How many poor decisions away from becoming a single parent in a Strathpine housing commission flat do you think you would be? Many fewer than you think, I would argue.
How hard would it be to end up in a nursing home with staff that fail to notice you’re broken a bone for a week? Considering the state of most of the nursing homes we go to; not very fucking difficult.
How often do you think that this is all there is, and to make the most of it? After all, any of us have the capacity to die unexpectedly like our bloke on the side of the road.
Living like there’s no tomorrow can understandably cause problems, but living like there’s no terminal event in our lives can be similarly problematic. The difficulty lies in how to balance the line between them. Temperance vs haste.
I feel like I have gained some wisdom of age, but still definitely still have the folly of youth. Life’s too short to hide in the shadows and be unheard so I am noisier, know what I want and ask for it. Mostly. I want to experience the full breadth of human experience, however how compatible is that with all else we are ‘supposed’ to do in life?

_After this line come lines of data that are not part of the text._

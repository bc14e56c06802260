//! Fixed-window request throttling.
//!
//! Anonymous requests always count against the `anon` budget (keyed by client
//! IP). Route groups may add a named scope, keyed by user id when a caller is
//! authenticated and by IP otherwise.

use std::net::SocketAddr;
use std::str::FromStr;

use axum::extract::{ConnectInfo, FromRef, Request, State};
use axum::middleware::Next;
use axum::response::Response;
use chrono::Utc;

use shop_auth_types::identity::{JwtSecret, MaybeCaller};

use crate::error::ShopError;
use crate::infra::cache::CacheStore;
use crate::state::AppState;

/// `requests` per `period_secs`.
#[derive(Debug, Clone, Copy, PartialEq, Eq)]
pub struct Rate {
    pub requests: u64,
    pub period_secs: u64,
}

#[derive(Debug, thiserror::Error, PartialEq, Eq)]
pub enum RateParseError {
    #[error("expected \"<count>/<period>\", got {0:?}")]
    Format(String),
    #[error("unknown period {0:?}")]
    Period(String),
}

impl FromStr for Rate {
    type Err = RateParseError;

    /// `2/minute`, `100/day`, `5/s`. Only the first letter of the period counts.
    fn from_str(s: &str) -> Result<Self, Self::Err> {
        let (count, period) = s
            .split_once('/')
            .ok_or_else(|| RateParseError::Format(s.to_owned()))?;
        let requests = count
            .trim()
            .parse()
            .map_err(|_| RateParseError::Format(s.to_owned()))?;
        let period_secs = match period.trim().chars().next() {
            Some('s') => 1,
            Some('m') => 60,
            Some('h') => 60 * 60,
            Some('d') => 24 * 60 * 60,
            _ => return Err(RateParseError::Period(period.to_owned())),
        };
        Ok(Self {
            requests,
            period_secs,
        })
    }
}

#[derive(Debug, Clone, Copy, PartialEq, Eq)]
pub struct ThrottleRates {
    pub anon: Rate,
    pub products: Rate,
    pub orders: Rate,
}

#[derive(Debug, Clone, Copy, PartialEq, Eq)]
pub enum ThrottleScope {
    Products,
    Orders,
}

impl ThrottleScope {
    fn name(self) -> &'static str {
        match self {
            Self::Products => "products",
            Self::Orders => "orders",
        }
    }

    fn rate(self, rates: &ThrottleRates) -> Rate {
        match self {
            Self::Products => rates.products,
            Self::Orders => rates.orders,
        }
    }
}

/// State for [`throttle`]: the app plus the scope of the route group it guards.
#[derive(Clone)]
pub struct ThrottleState {
    pub app: AppState,
    pub scope: Option<ThrottleScope>,
}

impl ThrottleState {
    pub fn new(app: &AppState, scope: Option<ThrottleScope>) -> Self {
        Self {
            app: app.clone(),
            scope,
        }
    }
}

impl FromRef<ThrottleState> for JwtSecret {
    fn from_ref(state: &ThrottleState) -> Self {
        state.app.jwt_secret.clone()
    }
}

/// First `X-Forwarded-For` entry, else the socket peer.
pub fn client_ip(req: &Request) -> String {
    let forwarded = req
        .headers()
        .get("x-forwarded-for")
        .and_then(|v| v.to_str().ok())
        .and_then(|v| v.split(',').map(str::trim).find(|s| !s.is_empty()));
    if let Some(ip) = forwarded {
        return ip.to_owned();
    }
    req.extensions()
        .get::<ConnectInfo<SocketAddr>>()
        .map(|ConnectInfo(addr)| addr.ip().to_string())
        .unwrap_or_else(|| "unknown".to_owned())
}

pub async fn throttle(
    State(state): State<ThrottleState>,
    MaybeCaller(caller): MaybeCaller,
    req: Request,
    next: Next,
) -> Result<Response, ShopError> {
    let ip = client_ip(&req);
    let rates = &state.app.settings.rates;
    let cache = &state.app.cache;

    if caller.is_none() {
        allow(cache, &format!("throttle:anon:{ip}"), rates.anon).await?;
    }
    if let Some(scope) = state.scope {
        let ident = match &caller {
            Some(c) => format!("user:{}", c.user_id),
            None => format!("ip:{ip}"),
        };
        allow(
            cache,
            &format!("throttle:{}:{ident}", scope.name()),
            scope.rate(rates),
        )
        .await?;
    }
    Ok(next.run(req).await)
}

/// Count one request against `key`. A cache outage lets the request through.
async fn allow(cache: &CacheStore, key: &str, rate: Rate) -> Result<(), ShopError> {
    let now = u64::try_from(Utc::now().timestamp()).unwrap_or_default();
    let window = now / rate.period_secs;
    match cache.incr(&format!("{key}:{window}"), rate.period_secs).await {
        Ok(count) if count > rate.requests => {
            tracing::info!(key, count, "request throttled");
            Err(ShopError::Throttled {
                retry_after_secs: rate.period_secs - now % rate.period_secs,
            })
        }
        Ok(_) => Ok(()),
        Err(e) => {
            tracing::warn!(error = ?e, key, "throttle counter unavailable");
            Ok(())
        }
    }
}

I am going to XCM World Champs to race elite in a month. That’s part of the human experience for me. I qualified and while I have a snowflakes chance in hell of getting on the podium I have recently been in great form and think I can have a great race. It costs a lot of money and will be a big drag financially, but in my temperance vs haste argument it is all justified, after all i’m thirty and opportunities like these don’t come knocking all the time.
So, live in the now, you never know we hit our terminal day.